The Board meets at least once every quarter to review, among other things, the performance of the Company. The Board also holds a meeting each year to review and assess the Company's financial forecasts and business plan for the ensuing year and its overall strategic objectives. Other meetings of the Board are called to deal with special matters as circumstances require. During the Company’s most recently completed financial year, six (6) Board meetings were held. The attendance record of each director for the Board meetings held is as follows:

Name of Director No. of Board Meetings Attended in the Most Recently Completed Financial Year
Catherine McLeod-Seltzer 6
Thomas Shrake 6
Anthony J. Petrina 6
William Myckatyn 6
David K. Fagin 6
Paul B. Sweeney 6

Board Mandate

The mandate of the Board is to manage or supervise the management of the business and affairs of the Company and to act with a view to the best interests of the Company. The Board sets long-term goals and objectives for the Company to formulate the plans and strategies necessary to achieve those objectives and to supervise and offer guidance to the Company’s senior management in their implementation. Although the Board has delegated to senior management personnel the responsibility for managing the day-to-day affairs of the Company the Board is ultimately responsible for all matters relating to the Company and its business. In fulfilling its mandate, the Board, among other matters, is responsible for reviewing and approving the Company's overall business strategies and its annual business plan; reviewing and approving the semi-annual corporate forecasts; reviewing and approving significant capital investments; reviewing major strategic initiatives to ensure that the Company's proposed actions accord with shareholder objectives; reviewing succession planning; assessing management's performance against approved business plans and industry standards; reviewing and approving the reports and other disclosure issued to shareholders; ensuring the effective operation of the Board; and safeguarding shareholders' equity interests through the optimum utilization of the Company's capital resources.

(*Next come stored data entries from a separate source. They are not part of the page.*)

//! TCP session to the gateway
//!
//! A [`Session`] owns one connection at a time. Two background loops share
//! it: the receive loop pulls frames through [`Session::responses`] (or
//! [`Session::next_response`]) and the ping loop writes keepalives. Either
//! may notice the connection is gone and call [`Session::reconnect`], which
//! coalesces so only one reconnect runs at once.

use std::sync::atomic::{AtomicU32, AtomicU64, Ordering};
use std::sync::{Arc, Mutex, PoisonError};
use std::time::{Duration, Instant};

use actec_protocol::commands::{self, namespaces};
use actec_protocol::{FrameCodec, Message};
use futures::{FutureExt, SinkExt, Stream, StreamExt};
use tokio::io::{AsyncReadExt, AsyncWriteExt};
use tokio::net::tcp::{OwnedReadHalf, OwnedWriteHalf};
use tokio::net::TcpStream;
use tokio::sync::watch;
use tokio_util::codec::{FramedRead, FramedWrite};
use tokio_util::sync::CancellationToken;
use tracing::{debug, error, info, trace, warn};

use crate::config::ClientConfig;
use crate::error::{ClientError, ClientResult};
use crate::state::{backoff_delay, ConnectionState};

/// Greeting the gateway sends on accept
pub const LOGIN_PROMPT: &[u8; 6] = b"login:";

/// Callback invoked on every state change
pub type StateListener = Arc<dyn Fn(ConnectionState) + Send + Sync>;

type Reader = FramedRead<OwnedReadHalf, FrameCodec>;
type Writer = FramedWrite<OwnedWriteHalf, FrameCodec>;

/// A self-healing connection to one gateway
pub struct Session {
    config: ClientConfig,
    state: watch::Sender<ConnectionState>,
    listener: Option<StateListener>,
    reader: tokio::sync::Mutex<Option<Reader>>,
    writer: tokio::sync::Mutex<Option<Writer>>,
    /// Cancelled when the current connection is torn down
    link: Mutex<CancellationToken>,
    /// Cancelled once, when the session closes for good
    shutdown: CancellationToken,
    reconnecting: tokio::sync::Mutex<()>,
    retry_count: AtomicU32,
    epoch: Instant,
    last_received_ms: AtomicU64,
}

The Board expects management to efficiently implement its strategic plans for the Company in a professional, competent and ethical manner, to keep the Board fully apprised of its progress in doing so and to be fully accountable to the Board in respect to all matters for which it has been assigned responsibility. In addition to matters, which must by law or pursuant to the constating documents of the Company be approved by the Board, all matters of strategic importance to the Company are referred to the Board for prior review and approval. Any material expenditures or legal commitments, including without limitation debt or equity financings, acquisitions and divestitures by the Company, financial statements and major disclosure documents are subject to prior approval by the Board. The Board holds meetings on a regular basis to review the Company’s strategy as well as to consider and approve particular matters. One of the Board's responsibilities is to review and, if thought fit, to approve opportunities as presented by management and to provide guidance to management. The Board expects management to operate the business of the Company in a manner that enhances shareholder value and is consistent with the highest level of integrity. Management is expected to execute the Company's business plan and to meet performance goals and objectives.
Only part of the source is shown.